[Saved data entries]
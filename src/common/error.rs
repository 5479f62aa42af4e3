//! Error types for the application.

use std::fmt;

use thiserror::Error;

use crate::common::types::{ChannelId, ServerAddress};

/// Top-level application error.
#[derive(Debug, Error)]
pub enum AppError {
    #[error("Configuration error: {0}")]
    Config(#[from] ConfigError),

    #[error("Bus error: {0}")]
    Bus(#[from] BusError),

    #[error("Store error: {0}")]
    Store(#[from] StoreError),

    #[error("Discord error: {0}")]
    Chat(#[from] ChatError),

    #[error("Startup failed: {message}")]
    StartupFatal { message: String },
}

/// Configuration-related errors.
#[derive(Debug, Error)]
pub enum ConfigError {
    #[error("Failed to read config file '{path}': {source}")]
    IoError {
        path: String,
        #[source]
        source: std::io::Error,
    },

    #[error("Failed to parse config: {message}")]
    ParseError { message: String },

    #[error("Config validation failed: {message}")]
    ValidationError { message: String },

    #[error("Invalid value for '{field}': {message}")]
    InvalidValue { field: String, message: String },
}

/// The side of a link a registry error refers to.
#[derive(Debug, Clone, PartialEq, Eq)]
pub enum LinkKey {
    Address(ServerAddress),
    Channel(ChannelId),
}

impl fmt::Display for LinkKey {
    fn fmt(&self, f: &mut fmt::Formatter<'_>) -> fmt::Result {
        match self {
            LinkKey::Address(address) => write!(f, "address {}", address),
            LinkKey::Channel(channel) => write!(f, "channel {}", channel),
        }
    }
}

/// Address-channel link registry errors.
#[derive(Debug, Clone, PartialEq, Eq, Error)]
pub enum LinkError {
    #[error("invalid address: {address}")]
    InvalidAddress { address: String },

    #[error("{key} is already linked")]
    AlreadyLinked { key: LinkKey },

    #[error("unknown {key}")]
    NotFound { key: LinkKey },
}

/// Malformed bus envelope or event payload.
#[derive(Debug, Error)]
pub enum EventError {
    #[error("malformed event: {0}")]
    Decode(#[from] serde_json::Error),

    #[error("malformed event: missing type")]
    MissingType,
}

/// Message bus errors (publish, consume, topology).
#[derive(Debug, Error)]
pub enum BusError {
    #[error("Failed to connect to broker at {address}: {message}")]
    ConnectFailed { address: String, message: String },

    #[error("Failed to bind queue '{queue}' to exchange '{exchange}': {message}")]
    BindFailed {
        queue: String,
        exchange: String,
        message: String,
    },

    #[error("Failed to consume from queue '{queue}': {message}")]
    ConsumeFailed { queue: String, message: String },

    #[error("Failed to publish to '{exchange}/{routing_key}': {message}")]
    PublishFailed {
        exchange: String,
        routing_key: String,
        message: String,
    },

    #[error("Failed to encode message: {0}")]
    Encode(#[from] serde_json::Error),
}

/// IP-range store errors.
#[derive(Debug, Error)]
pub enum StoreError {
    #[error("invalid IP range: {range}")]
    InvalidRange { range: String },

    #[error("invalid IP address: {ip}")]
    InvalidIp { ip: String },

    #[error("Store IO error on '{path}': {source}")]
    Io {
        path: String,
        #[source]
        source: std::io::Error,
    },

    #[error("Store snapshot is corrupt: {0}")]
    Snapshot(#[from] serde_json::Error),
}

/// Chat platform errors.
#[derive(Debug, Error)]
pub enum ChatError {
    #[error("Failed to send message to channel {channel}: {message}")]
    SendFailed { channel: ChannelId, message: String },

    #[error("Serenity error: {0}")]
    Serenity(#[from] serenity::Error),
}

/// Result type alias using AppError.
pub type Result<T> = std::result::Result<T, AppError>;

/// Result type alias for store operations.
pub type StoreResult<T> = std::result::Result<T, StoreError>;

→ **WHAT THE TASK REQUIRES**: The lines to copy are those above that contain the string "types".

→ **ANSWER FOR THIS EXERCISE**:
//! Error types for the application.
use crate::common::types::{ChannelId, ServerAddress};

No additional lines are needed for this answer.